You're right. Although "fietsje" and "klein fietsje" could also be interchangable. I could say "het kind had een klein fietsje" or "het kind had een fietsje", meaning the same thing: the child had a small bike. I wouldn't really distinguish between the two and just pick one. Someone else would understand perfectly well what I was trying to say in both occasions.

I would still like to know what people speaking languages that don't have this form think of it. Do they miss having something like it for instance?


----------



## Frank06

Hi,


Taalmsje said:


> You can easily achieve the same effect by adding "little".


If so, then we would have get rid of either "klein" or (rather) the diminutive. So, I don't think they achieve the same effect. As you have indicated yourself, a diminutive is a suffix which refers to more than just 'small' things.



> Loads of languages don't have anything like it and don't seem to miss it.


In how far do we, speakers of Dutch, miss the augmentative? . Well, as far as I know, we never had one and I think it's difficult to miss something you never had.  
As a speaker of Dutch, I do "miss" the dimininutive when trying to talk English, the same way I "miss" the (English) continuous forms when attempting to speak French (and that's why I tend to overuse "être en train de").
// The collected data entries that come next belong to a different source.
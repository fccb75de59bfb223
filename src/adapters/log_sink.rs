//! Log-based event sink adapter.
//!
//! Implements [`EventSink`] by writing structured application events to
//! the serial log and mirroring them into the diagnostics history ring.

use log::info;

use crate::app::events::AppEvent;
use crate::app::ports::EventSink;
use crate::diagnostics::EventHistory;

/// Adapter that logs every [`AppEvent`] and keeps a short history.
pub struct LogEventSink {
    history: EventHistory,
}

impl LogEventSink {
    pub fn new() -> Self {
        Self {
            history: EventHistory::new(),
        }
    }

    /// The retained event history, oldest first.
    pub fn history(&self) -> &EventHistory {
        &self.history
    }
}

impl Default for LogEventSink {
    fn default() -> Self {
        Self::new()
    }
}

impl EventSink for LogEventSink {
    fn emit(&mut self, event: &AppEvent) {
        match event {
            AppEvent::Telemetry(t) => {
                info!(
                    "TELEM | tick={} | mode={:?} | dir={:?} | duty={} | stop={}",
                    t.tick,
                    t.mode,
                    t.direction,
                    t.duty,
                    if t.stopped { "LATCHED" } else { "clear" },
                );
            }
            AppEvent::ModeChanged { from, to } => {
                info!("MODE  | {:?} -> {:?}", from, to);
            }
            AppEvent::DirectionChanged { from, to } => {
                info!("DIR   | {:?} -> {:?}", from, to);
            }
            AppEvent::StopLatched => {
                info!("STOP  | undervoltage latch engaged");
            }
            AppEvent::StopReleased => {
                info!("STOP  | latch released (manual)");
            }
            #[cfg(feature = "adc-scan")]
            AppEvent::Trigger { channel, event } => {
                info!("TRIG  | ch{} {:?}", channel, event);
            }
            AppEvent::Started => {
                info!("START | drive service running");
            }
        }
        self.history.record(event);
    }
}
> What are your thoughts about this? Does this form pose difficulties when learning Dutch for example? Does it seem odd and superfluous to, for instance, English speakers?


I have never come across students who find a diminutive in itself weird or even difficult. Quite a few of them even tend to overuse it.
The major problem is the morphology (*bloem-je, *bloem-tje) or wrong phrases as *"een kleintje bloemtje".

Groeten,

Frank


----------



## George French

Voor een buitenlander er is een groot voordeel....

Als een word eindigd met je dan je hoeft niet te weten als het wordtje is een de of een het woord.

It is often used to describe big things as well. "Da's geen kleintje!"

GF.. Slaap lekker.


----------



## Taalmsje

True, words ending in -tje/-je can never be "de" words


----------



## Grytolle

I don't find forming diminutives is difficult, but I tend to mostly use it to express affection or the opposite. I've consciently tried not to over-use it, since I don't want to pick up on the bad habit of using it because you don't know what gender a word has... 

Also, by not using it a lot, I don't risk using it in ways that don't sound good. For example I would sound a bit "gay" (not my own woordkeuze ) if I said "ik koop troepjes" when playing a table game, eventhough the miniature troops are small


----------



## George French

Taalmsje said:


> I would still like to know what people speaking languages that don't have this form think of it. Do they miss having something like it for instance?


 
To answer your direct question is impossible, I can only speak for myself. No, I do not miss it in English.

A bike, a small bike, a very small bike. It is the same concept, but we normally say it differently.

What do I think of it? It's there, it's a fact, it has its uses. Be glad you have this in your language.

GF..

But we *do have it in English* in our use of names. Take a boy who was Christened William. He starts his life as Billie and when he is grown up he becomes Bill. Many mothers will call their child Billie for the rest of their life.


----------



## Chimel

Taalmsje said:


> I would still like to know what people speaking languages that don't have this form think of it. Do they miss having something like it for instance?


When you speak several languages, you always miss some things in language A, some other things in language B... and you sometimes dream of a perfect language combining the best things of all !

To me, the Dutch diminutive is certainly such a thing. Not just to say something is small or little, because these words exist in any language, but rather in the affective way: I think "Mijn kindje" does mean much more than "my little child", doesn't it?


----------



## Lopes

Frank06 said:


> In how far do we, speakers of Dutch, miss the augmentative? .


 
I happened to be thinking about this recently, and you could as well say the Dutch language "misses" a lot compared to for example Italian, which has at least 3 other diminuitive forms, as well as pejoratives or vezzegiatives (I don't really know what they're called in English) which express even other things. 
I personally don't miss being able to say 'sweet little small horse' (yes, little and smal ) or 'big nasty cat' in one word, but I know some that would


----------